A precise repetition of every line below is the required answer.

** Records for the task follows **

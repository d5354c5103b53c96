use serde_json::Value;

use crate::terminal::command::{
    ArgSpec, Category, Command, CommandOutput, CommandSpec, missing_capability,
};
use crate::terminal::context::CommandContext;
use crate::terminal::help::generate_help;

pub struct HelpCommand {
    spec: CommandSpec,
}

impl HelpCommand {
    pub fn new() -> Self {
        Self {
            spec: CommandSpec {
                name: "help",
                aliases: &["h", "?"],
                description: "List commands or show help for one",
                usage: "help [command]",
                args: vec![ArgSpec::optional("command", "Command to describe")],
                category: Category::General,
            },
        }
    }
}

impl Command for HelpCommand {
    fn spec(&self) -> &CommandSpec { &self.spec }

    fn execute(&self, args: &[String], ctx: &mut CommandContext<'_>) -> anyhow::Result<CommandOutput> {
        let Some(registry) = ctx.registry else { return Ok(missing_capability("registry")) };
        Ok(generate_help(registry, args.first().map(String::as_str)))
    }
}

pub struct ClearCommand {
    spec: CommandSpec,
}

impl ClearCommand {
    pub fn new() -> Self {
        Self {
            spec: CommandSpec {
                name: "clear",
                aliases: &["cl", "cls"],
                description: "Clear the terminal output",
                usage: "clear",
                args: vec![],
                category: Category::General,
            },
        }
    }
}

impl Command for ClearCommand {
    fn spec(&self) -> &CommandSpec { &self.spec }

    fn execute(&self, _: &[String], _: &mut CommandContext<'_>) -> anyhow::Result<CommandOutput> {
        Ok(CommandOutput::structured("clear", Value::Null))
    }
}

pub struct VersionCommand {
    spec: CommandSpec,
}

impl VersionCommand {
    pub fn new() -> Self {
        Self {
            spec: CommandSpec {
                name: "version",
                aliases: &["ver"],
                description: "Show the application version",
                usage: "version",
                args: vec![],
                category: Category::General,
            },
        }
    }
}

impl Command for VersionCommand {
    fn spec(&self) -> &CommandSpec { &self.spec }

    fn execute(&self, _: &[String], _: &mut CommandContext<'_>) -> anyhow::Result<CommandOutput> {
        Ok(CommandOutput::text(format!("splitdesk v{}", env!("CARGO_PKG_VERSION"))))
    }
}

/// Dumps what the terminal knows about its surroundings.
pub struct DebugCommand {
    spec: CommandSpec,
}

impl DebugCommand {
    pub fn new() -> Self {
        Self {
            spec: CommandSpec {
                name: "debug",
                aliases: &["dbg"],
                description: "Show session and layout details",
                usage: "debug",
                args: vec![],
                category: Category::Debug,
            },
        }
    }
}

fn yes_no(present: bool) -> &'static str { if present { "yes" } else { "no" } }

impl Command for DebugCommand {
    fn spec(&self) -> &CommandSpec { &self.spec }

    fn execute(&self, _: &[String], ctx: &mut CommandContext<'_>) -> anyhow::Result<CommandOutput> {
        let user = match &ctx.user {
            Some(user) if user.is_admin => format!("{} (admin)", user.name),
            Some(user) => user.name.clone(),
            None => "anonymous".to_string(),
        };
        let mut lines = vec![
            format!("User: {user}"),
            format!(
                "Window: {}",
                ctx.node_id.map_or_else(|| "none".to_string(), |id| id.to_string())
            ),
            format!("Input: {}", ctx.original),
            format!("Commands: {}", ctx.registry.map_or(0, |r| r.len())),
            format!(
                "Capabilities: windows={} party={} announcer={} dice={}",
                yes_no(ctx.windows.is_some()),
                yes_no(ctx.party.is_some()),
                yes_no(ctx.announcer.is_some()),
                yes_no(ctx.dice.is_some()),
            ),
        ];
        if let Some(windows) = ctx.windows.as_deref() {
            lines.push("Layout:".to_string());
            lines.extend(windows.layout_summary());
        }
        Ok(CommandOutput::Lines(lines))
    }
}

#[cfg(test)]
mod tests {
    use std::collections::BTreeMap;

    use pretty_assertions::assert_eq;

    use crate::model::{NodeId, WindowType};
    use crate::terminal::context::{User, WindowControl};
    use crate::terminal::{CommandContext, CommandOutput, CommandRegistry, execute_command};

    struct FixedLayout;

    impl WindowControl for FixedLayout {
        fn transform_window(&mut self, _: NodeId, _: WindowType) -> bool { true }

        fn layout_summary(&self) -> Vec<String> { vec!["[1] terminal".into()] }
    }

    fn registry() -> CommandRegistry { CommandRegistry::with_builtins(&BTreeMap::new()) }

    #[test]
    fn clear_is_structured() {
        let out = execute_command(&registry(), "cls", &mut CommandContext::new());
        assert!(matches!(out, CommandOutput::Structured { ref kind, .. } if kind == "clear"));
    }

    #[test]
    fn version_reports_package_version() {
        let out = execute_command(&registry(), "ver", &mut CommandContext::new());
        assert_eq!(out, CommandOutput::text(format!("splitdesk v{}", env!("CARGO_PKG_VERSION"))));
    }

    #[test]
    fn help_uses_registry_from_executor() {
        let out = execute_command(&registry(), "?", &mut CommandContext::new());
        assert_eq!(out.to_lines()[0], "Available commands:");
    }

    #[test]
    fn debug_includes_layout_when_available() {
        let registry = registry();
        let mut layout = FixedLayout;
        let mut ctx = CommandContext::new()
            .with_user(User::admin("root"))
            .with_node(NodeId::new(1))
            .with_windows(&mut layout);
        let lines = execute_command(&registry, "dbg", &mut ctx).to_lines();
        assert_eq!(lines[0], "User: root (admin)");
        assert_eq!(lines[1], "Window: 1");
        assert_eq!(lines[2], "Input: dbg");
        assert_eq!(lines[3], "Commands: 12");
        assert_eq!(lines.last().map(String::as_str), Some("[1] terminal"));
    }

    #[test]
    fn debug_without_capabilities() {
        let lines = execute_command(&registry(), "debug", &mut CommandContext::new()).to_lines();
        assert_eq!(lines[0], "User: anonymous");
        assert_eq!(lines[4], "Capabilities: windows=no party=no announcer=no dice=no");
        assert_eq!(lines.len(), 5);
    }
}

** End of Records for the task **

Response to the exercise
repository d5354c5103b53c96
use serde_json::Value;

use crate::terminal::command::{
    ArgSpec, Category, Command, CommandOutput, CommandSpec, missing_capability,
};
use crate::terminal::context::CommandContext;
use crate::terminal::help::generate_help;

pub struct HelpCommand {
    spec: CommandSpec,
}

impl HelpCommand {
    pub fn new() -> Self {
        Self {
            spec: CommandSpec {
                name: "help",
                aliases: &["h", "?"],
                description: "List commands or show help for one",
                usage: "help [command]",
                args: vec![ArgSpec::optional("command", "Command to describe")],
                category: Category::General,
            },
        }
    }
}

impl Command for HelpCommand {
    fn spec(&self) -> &CommandSpec { &self.spec }

    fn execute(&self, args: &[String], ctx: &mut CommandContext<'_>) -> anyhow::Result<CommandOutput> {
        let Some(registry) = ctx.registry else { return Ok(missing_capability("registry")) };
        Ok(generate_help(registry, args.first().map(String::as_str)))
    }
}

pub struct ClearCommand {
    spec: CommandSpec,
}

impl ClearCommand {
    pub fn new() -> Self {
        Self {
            spec: CommandSpec {
                name: "clear",
                aliases: &["cl", "cls"],
                description: "Clear the terminal output",
                usage: "clear",
                args: vec![],
                category: Category::General,
            },
        }
    }
}

impl Command for ClearCommand {
    fn spec(&self) -> &CommandSpec { &self.spec }

    fn execute(&self, _: &[String], _: &mut CommandContext<'_>) -> anyhow::Result<CommandOutput> {
        Ok(CommandOutput::structured("clear", Value::Null))
    }
}

pub struct VersionCommand {
    spec: CommandSpec,
}

impl VersionCommand {
    pub fn new() -> Self {
        Self {
            spec: CommandSpec {
                name: "version",
                aliases: &["ver"],
                description: "Show the application version",
                usage: "version",
                args: vec![],
                category: Category::General,
            },
        }
    }
}

impl Command for VersionCommand {
    fn spec(&self) -> &CommandSpec { &self.spec }

    fn execute(&self, _: &[String], _: &mut CommandContext<'_>) -> anyhow::Result<CommandOutput> {
        Ok(CommandOutput::text(format!("splitdesk v{}", env!("CARGO_PKG_VERSION"))))
    }
}

/// Dumps what the terminal knows about its surroundings.
pub struct DebugCommand {
    spec: CommandSpec,
}

impl DebugCommand {
    pub fn new() -> Self {
        Self {
            spec: CommandSpec {
                name: "debug",
                aliases: &["dbg"],
                description: "Show session and layout details",
                usage: "debug",
                args: vec![],
                category: Category::Debug,
            },
        }
    }
}

fn yes_no(present: bool) -> &'static str { if present { "yes" } else { "no" } }

impl Command for DebugCommand {
    fn spec(&self) -> &CommandSpec { &self.spec }

    fn execute(&self, _: &[String], ctx: &mut CommandContext<'_>) -> anyhow::Result<CommandOutput> {
        let user = match &ctx.user {
            Some(user) if user.is_admin => format!("{} (admin)", user.name),
            Some(user) => user.name.clone(),
            None => "anonymous".to_string(),
        };
        let mut lines = vec![
            format!("User: {user}"),
            format!(
                "Window: {}",
                ctx.node_id.map_or_else(|| "none".to_string(), |id| id.to_string())
            ),
            format!("Input: {}", ctx.original),
            format!("Commands: {}", ctx.registry.map_or(0, |r| r.len())),
            format!(
                "Capabilities: windows={} party={} announcer={} dice={}",
                yes_no(ctx.windows.is_some()),
                yes_no(ctx.party.is_some()),
                yes_no(ctx.announcer.is_some()),
                yes_no(ctx.dice.is_some()),
            ),
        ];
        if let Some(windows) = ctx.windows.as_deref() {
            lines.push("Layout:".to_string());
            lines.extend(windows.layout_summary());
        }
        Ok(CommandOutput::Lines(lines))
    }
}

#[cfg(test)]
mod tests {
    use std::collections::BTreeMap;

    use pretty_assertions::assert_eq;

    use crate::model::{NodeId, WindowType};
    use crate::terminal::context::{User, WindowControl};
    use crate::terminal::{CommandContext, CommandOutput, CommandRegistry, execute_command};

    struct FixedLayout;

    impl WindowControl for FixedLayout {
        fn transform_window(&mut self, _: NodeId, _: WindowType) -> bool { true }

        fn layout_summary(&self) -> Vec<String> { vec!["[1] terminal".into()] }
    }

    fn registry() -> CommandRegistry { CommandRegistry::with_builtins(&BTreeMap::new()) }

    #[test]
    fn clear_is_structured() {
        let out = execute_command(&registry(), "cls", &mut CommandContext::new());
        assert!(matches!(out, CommandOutput::Structured { ref kind, .. } if kind == "clear"));
    }

    #[test]
    fn version_reports_package_version() {
        let out = execute_command(&registry(), "ver", &mut CommandContext::new());
        assert_eq!(out, CommandOutput::text(format!("splitdesk v{}", env!("CARGO_PKG_VERSION"))));
    }

    #[test]
    fn help_uses_registry_from_executor() {
        let out = execute_command(&registry(), "?", &mut CommandContext::new());
        assert_eq!(out.to_lines()[0], "Available commands:");
    }

    #[test]
    fn debug_includes_layout_when_available() {
        let registry = registry();
        let mut layout = FixedLayout;
        let mut ctx = CommandContext::new()
            .with_user(User::admin("root"))
            .with_node(NodeId::new(1))
            .with_windows(&mut layout);
        let lines = execute_command(&registry, "dbg", &mut ctx).to_lines();
        assert_eq!(lines[0], "User: root (admin)");
        assert_eq!(lines[1], "Window: 1");
        assert_eq!(lines[2], "Input: dbg");
        assert_eq!(lines[3], "Commands: 12");
        assert_eq!(lines.last().map(String::as_str), Some("[1] terminal"));
    }

    #[test]
    fn debug_without_capabilities() {
        let lines = execute_command(&registry(), "debug", &mut CommandContext::new()).to_lines();
        assert_eq!(lines[0], "User: anonymous");
        assert_eq!(lines[4], "Capabilities: windows=no party=no announcer=no dice=no");
        assert_eq!(lines.len(), 5);
    }
}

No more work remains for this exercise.